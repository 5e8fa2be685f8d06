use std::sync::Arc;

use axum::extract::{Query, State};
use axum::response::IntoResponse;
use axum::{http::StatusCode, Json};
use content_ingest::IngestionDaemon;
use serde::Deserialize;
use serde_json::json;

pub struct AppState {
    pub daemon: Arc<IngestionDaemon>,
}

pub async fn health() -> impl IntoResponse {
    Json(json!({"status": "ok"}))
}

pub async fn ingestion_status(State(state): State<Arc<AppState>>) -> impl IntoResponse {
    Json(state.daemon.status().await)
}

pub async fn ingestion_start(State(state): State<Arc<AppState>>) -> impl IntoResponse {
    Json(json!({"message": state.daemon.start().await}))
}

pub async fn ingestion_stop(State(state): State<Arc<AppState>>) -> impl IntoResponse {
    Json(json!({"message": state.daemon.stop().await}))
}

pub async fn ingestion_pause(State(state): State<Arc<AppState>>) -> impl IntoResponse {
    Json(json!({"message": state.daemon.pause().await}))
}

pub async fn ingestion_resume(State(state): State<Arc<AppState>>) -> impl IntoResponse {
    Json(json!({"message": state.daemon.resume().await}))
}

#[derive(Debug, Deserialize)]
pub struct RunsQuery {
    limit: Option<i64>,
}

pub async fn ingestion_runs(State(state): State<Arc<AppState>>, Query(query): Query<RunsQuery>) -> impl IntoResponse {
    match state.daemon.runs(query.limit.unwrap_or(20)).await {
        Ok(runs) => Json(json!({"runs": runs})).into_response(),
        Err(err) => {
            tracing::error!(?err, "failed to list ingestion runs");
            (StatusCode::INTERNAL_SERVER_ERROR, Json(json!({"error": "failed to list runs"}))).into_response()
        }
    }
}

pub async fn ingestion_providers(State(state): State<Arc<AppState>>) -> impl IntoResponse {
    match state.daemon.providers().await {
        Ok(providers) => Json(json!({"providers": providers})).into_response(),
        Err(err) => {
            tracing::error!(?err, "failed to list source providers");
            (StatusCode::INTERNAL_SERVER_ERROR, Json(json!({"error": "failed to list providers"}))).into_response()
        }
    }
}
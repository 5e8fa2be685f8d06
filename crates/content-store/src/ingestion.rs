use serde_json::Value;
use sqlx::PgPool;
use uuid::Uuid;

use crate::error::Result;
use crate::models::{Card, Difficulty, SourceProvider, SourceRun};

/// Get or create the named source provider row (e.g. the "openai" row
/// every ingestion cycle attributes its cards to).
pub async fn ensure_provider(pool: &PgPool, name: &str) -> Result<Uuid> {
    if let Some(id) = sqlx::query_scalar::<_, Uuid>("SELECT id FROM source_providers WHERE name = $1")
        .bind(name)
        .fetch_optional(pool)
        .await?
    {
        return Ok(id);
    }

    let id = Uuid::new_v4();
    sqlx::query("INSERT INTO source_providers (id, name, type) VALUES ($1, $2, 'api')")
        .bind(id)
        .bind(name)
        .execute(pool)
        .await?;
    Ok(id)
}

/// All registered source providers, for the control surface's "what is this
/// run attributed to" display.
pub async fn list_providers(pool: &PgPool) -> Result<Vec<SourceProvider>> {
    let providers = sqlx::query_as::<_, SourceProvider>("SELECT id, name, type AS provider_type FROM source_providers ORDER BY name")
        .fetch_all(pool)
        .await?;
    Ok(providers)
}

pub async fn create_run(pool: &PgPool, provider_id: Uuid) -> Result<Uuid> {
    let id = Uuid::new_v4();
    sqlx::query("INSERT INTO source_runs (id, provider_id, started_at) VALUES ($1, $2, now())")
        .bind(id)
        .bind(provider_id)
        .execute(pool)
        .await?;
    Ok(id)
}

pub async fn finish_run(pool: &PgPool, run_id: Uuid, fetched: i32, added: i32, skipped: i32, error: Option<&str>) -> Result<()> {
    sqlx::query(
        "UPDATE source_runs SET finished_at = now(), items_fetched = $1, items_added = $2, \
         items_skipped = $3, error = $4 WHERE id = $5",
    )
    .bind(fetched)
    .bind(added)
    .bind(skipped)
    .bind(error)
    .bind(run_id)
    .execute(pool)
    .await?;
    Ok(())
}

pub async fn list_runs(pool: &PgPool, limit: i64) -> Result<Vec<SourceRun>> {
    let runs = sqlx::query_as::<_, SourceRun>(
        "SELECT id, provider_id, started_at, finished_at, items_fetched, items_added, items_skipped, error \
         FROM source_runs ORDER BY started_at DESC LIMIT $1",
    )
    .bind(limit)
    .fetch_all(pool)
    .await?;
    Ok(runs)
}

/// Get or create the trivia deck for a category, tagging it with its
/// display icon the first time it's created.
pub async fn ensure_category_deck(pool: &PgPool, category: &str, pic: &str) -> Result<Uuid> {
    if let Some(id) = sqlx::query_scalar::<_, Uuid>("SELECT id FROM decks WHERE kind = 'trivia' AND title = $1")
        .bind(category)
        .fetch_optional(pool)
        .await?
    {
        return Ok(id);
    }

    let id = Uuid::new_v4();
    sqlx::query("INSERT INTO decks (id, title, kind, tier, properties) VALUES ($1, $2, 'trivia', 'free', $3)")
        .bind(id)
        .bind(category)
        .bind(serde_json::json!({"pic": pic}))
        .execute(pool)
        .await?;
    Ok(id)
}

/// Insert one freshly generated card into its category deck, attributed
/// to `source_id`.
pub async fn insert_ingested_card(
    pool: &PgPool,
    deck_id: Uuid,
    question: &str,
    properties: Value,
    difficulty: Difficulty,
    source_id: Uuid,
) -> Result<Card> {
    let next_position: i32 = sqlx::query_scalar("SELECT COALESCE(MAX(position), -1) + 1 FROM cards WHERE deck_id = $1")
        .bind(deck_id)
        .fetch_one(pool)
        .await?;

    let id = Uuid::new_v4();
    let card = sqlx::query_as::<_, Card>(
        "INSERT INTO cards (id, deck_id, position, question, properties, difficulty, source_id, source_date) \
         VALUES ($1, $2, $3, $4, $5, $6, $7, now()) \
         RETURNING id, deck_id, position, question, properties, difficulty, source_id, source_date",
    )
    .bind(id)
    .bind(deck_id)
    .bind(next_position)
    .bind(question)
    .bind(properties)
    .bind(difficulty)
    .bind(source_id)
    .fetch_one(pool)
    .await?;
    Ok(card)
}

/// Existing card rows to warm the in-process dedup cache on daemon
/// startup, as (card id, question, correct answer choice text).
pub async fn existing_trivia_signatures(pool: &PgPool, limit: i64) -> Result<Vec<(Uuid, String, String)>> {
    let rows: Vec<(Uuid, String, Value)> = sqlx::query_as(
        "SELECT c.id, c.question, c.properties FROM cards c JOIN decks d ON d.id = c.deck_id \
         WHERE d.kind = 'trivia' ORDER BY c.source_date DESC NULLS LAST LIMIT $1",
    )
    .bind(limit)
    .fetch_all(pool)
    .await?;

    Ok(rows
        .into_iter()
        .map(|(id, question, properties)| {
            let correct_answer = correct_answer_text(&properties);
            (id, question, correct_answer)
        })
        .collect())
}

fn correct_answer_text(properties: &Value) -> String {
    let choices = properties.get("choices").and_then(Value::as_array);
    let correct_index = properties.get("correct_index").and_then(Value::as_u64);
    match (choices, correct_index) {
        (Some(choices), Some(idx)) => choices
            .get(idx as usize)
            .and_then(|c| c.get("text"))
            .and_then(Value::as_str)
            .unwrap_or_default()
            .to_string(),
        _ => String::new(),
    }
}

* **What you should do**:
Using the exact wording, transcribe all the records above.

* **Result of this task**:
repository 5e8fa2be685f8d06
use std::sync::Arc;

use axum::extract::{Query, State};
use axum::response::IntoResponse;
use axum::{http::StatusCode, Json};
use content_ingest::IngestionDaemon;
use serde::Deserialize;
use serde_json::json;

pub struct AppState {
    pub daemon: Arc<IngestionDaemon>,
}

pub async fn health() -> impl IntoResponse {
    Json(json!({"status": "ok"}))
}

pub async fn ingestion_status(State(state): State<Arc<AppState>>) -> impl IntoResponse {
    Json(state.daemon.status().await)
}

pub async fn ingestion_start(State(state): State<Arc<AppState>>) -> impl IntoResponse {
    Json(json!({"message": state.daemon.start().await}))
}

pub async fn ingestion_stop(State(state): State<Arc<AppState>>) -> impl IntoResponse {
    Json(json!({"message": state.daemon.stop().await}))
}

pub async fn ingestion_pause(State(state): State<Arc<AppState>>) -> impl IntoResponse {
    Json(json!({"message": state.daemon.pause().await}))
}

pub async fn ingestion_resume(State(state): State<Arc<AppState>>) -> impl IntoResponse {
    Json(json!({"message": state.daemon.resume().await}))
}

#[derive(Debug, Deserialize)]
pub struct RunsQuery {
    limit: Option<i64>,
}

pub async fn ingestion_runs(State(state): State<Arc<AppState>>, Query(query): Query<RunsQuery>) -> impl IntoResponse {
    match state.daemon.runs(query.limit.unwrap_or(20)).await {
        Ok(runs) => Json(json!({"runs": runs})).into_response(),
        Err(err) => {
            tracing::error!(?err, "failed to list ingestion runs");
            (StatusCode::INTERNAL_SERVER_ERROR, Json(json!({"error": "failed to list runs"}))).into_response()
        }
    }
}

pub async fn ingestion_providers(State(state): State<Arc<AppState>>) -> impl IntoResponse {
    match state.daemon.providers().await {
        Ok(providers) => Json(json!({"providers": providers})).into_response(),
        Err(err) => {
            tracing::error!(?err, "failed to list source providers");
            (StatusCode::INTERNAL_SERVER_ERROR, Json(json!({"error": "failed to list providers"}))).into_response()
        }
    }
}
repository 5e8fa2be685f8d06
filename crates/content-store/src/ingestion.rs
use serde_json::Value;
use sqlx::PgPool;
use uuid::Uuid;

use crate::error::Result;
use crate::models::{Card, Difficulty, SourceProvider, SourceRun};

/// Get or create the named source provider row (e.g. the "openai" row
/// every ingestion cycle attributes its cards to).
pub async fn ensure_provider(pool: &PgPool, name: &str) -> Result<Uuid> {
    if let Some(id) = sqlx::query_scalar::<_, Uuid>("SELECT id FROM source_providers WHERE name = $1")
        .bind(name)
        .fetch_optional(pool)
        .await?
    {
        return Ok(id);
    }

    let id = Uuid::new_v4();
    sqlx::query("INSERT INTO source_providers (id, name, type) VALUES ($1, $2, 'api')")
        .bind(id)
        .bind(name)
        .execute(pool)
        .await?;
    Ok(id)
}

/// All registered source providers, for the control surface's "what is this
/// run attributed to" display.
pub async fn list_providers(pool: &PgPool) -> Result<Vec<SourceProvider>> {
    let providers = sqlx::query_as::<_, SourceProvider>("SELECT id, name, type AS provider_type FROM source_providers ORDER BY name")
        .fetch_all(pool)
        .await?;
    Ok(providers)
}

pub async fn create_run(pool: &PgPool, provider_id: Uuid) -> Result<Uuid> {
    let id = Uuid::new_v4();
    sqlx::query("INSERT INTO source_runs (id, provider_id, started_at) VALUES ($1, $2, now())")
        .bind(id)
        .bind(provider_id)
        .execute(pool)
        .await?;
    Ok(id)
}

pub async fn finish_run(pool: &PgPool, run_id: Uuid, fetched: i32, added: i32, skipped: i32, error: Option<&str>) -> Result<()> {
    sqlx::query(
        "UPDATE source_runs SET finished_at = now(), items_fetched = $1, items_added = $2, \
         items_skipped = $3, error = $4 WHERE id = $5",
    )
    .bind(fetched)
    .bind(added)
    .bind(skipped)
    .bind(error)
    .bind(run_id)
    .execute(pool)
    .await?;
    Ok(())
}

pub async fn list_runs(pool: &PgPool, limit: i64) -> Result<Vec<SourceRun>> {
    let runs = sqlx::query_as::<_, SourceRun>(
        "SELECT id, provider_id, started_at, finished_at, items_fetched, items_added, items_skipped, error \
         FROM source_runs ORDER BY started_at DESC LIMIT $1",
    )
    .bind(limit)
    .fetch_all(pool)
    .await?;
    Ok(runs)
}

/// Get or create the trivia deck for a category, tagging it with its
/// display icon the first time it's created.
pub async fn ensure_category_deck(pool: &PgPool, category: &str, pic: &str) -> Result<Uuid> {
    if let Some(id) = sqlx::query_scalar::<_, Uuid>("SELECT id FROM decks WHERE kind = 'trivia' AND title = $1")
        .bind(category)
        .fetch_optional(pool)
        .await?
    {
        return Ok(id);
    }

    let id = Uuid::new_v4();
    sqlx::query("INSERT INTO decks (id, title, kind, tier, properties) VALUES ($1, $2, 'trivia', 'free', $3)")
        .bind(id)
        .bind(category)
        .bind(serde_json::json!({"pic": pic}))
        .execute(pool)
        .await?;
    Ok(id)
}

/// Insert one freshly generated card into its category deck, attributed
/// to `source_id`.
pub async fn insert_ingested_card(
    pool: &PgPool,
    deck_id: Uuid,
    question: &str,
    properties: Value,
    difficulty: Difficulty,
    source_id: Uuid,
) -> Result<Card> {
    let next_position: i32 = sqlx::query_scalar("SELECT COALESCE(MAX(position), -1) + 1 FROM cards WHERE deck_id = $1")
        .bind(deck_id)
        .fetch_one(pool)
        .await?;

    let id = Uuid::new_v4();
    let card = sqlx::query_as::<_, Card>(
        "INSERT INTO cards (id, deck_id, position, question, properties, difficulty, source_id, source_date) \
         VALUES ($1, $2, $3, $4, $5, $6, $7, now()) \
         RETURNING id, deck_id, position, question, properties, difficulty, source_id, source_date",
    )
    .bind(id)
    .bind(deck_id)
    .bind(next_position)
    .bind(question)
    .bind(properties)
    .bind(difficulty)
    .bind(source_id)
    .fetch_one(pool)
    .await?;
    Ok(card)
}

/// Existing card rows to warm the in-process dedup cache on daemon
/// startup, as (card id, question, correct answer choice text).
pub async fn existing_trivia_signatures(pool: &PgPool, limit: i64) -> Result<Vec<(Uuid, String, String)>> {
    let rows: Vec<(Uuid, String, Value)> = sqlx::query_as(
        "SELECT c.id, c.question, c.properties FROM cards c JOIN decks d ON d.id = c.deck_id \
         WHERE d.kind = 'trivia' ORDER BY c.source_date DESC NULLS LAST LIMIT $1",
    )
    .bind(limit)
    .fetch_all(pool)
    .await?;

    Ok(rows
        .into_iter()
        .map(|(id, question, properties)| {
            let correct_answer = correct_answer_text(&properties);
            (id, question, correct_answer)
        })
        .collect())
}

fn correct_answer_text(properties: &Value) -> String {
    let choices = properties.get("choices").and_then(Value::as_array);
    let correct_index = properties.get("correct_index").and_then(Value::as_u64);
    match (choices, correct_index) {
        (Some(choices), Some(idx)) => choices
            .get(idx as usize)
            .and_then(|c| c.get("text"))
            .and_then(Value::as_str)
            .unwrap_or_default()
            .to_string(),
        _ => String::new(),
    }
}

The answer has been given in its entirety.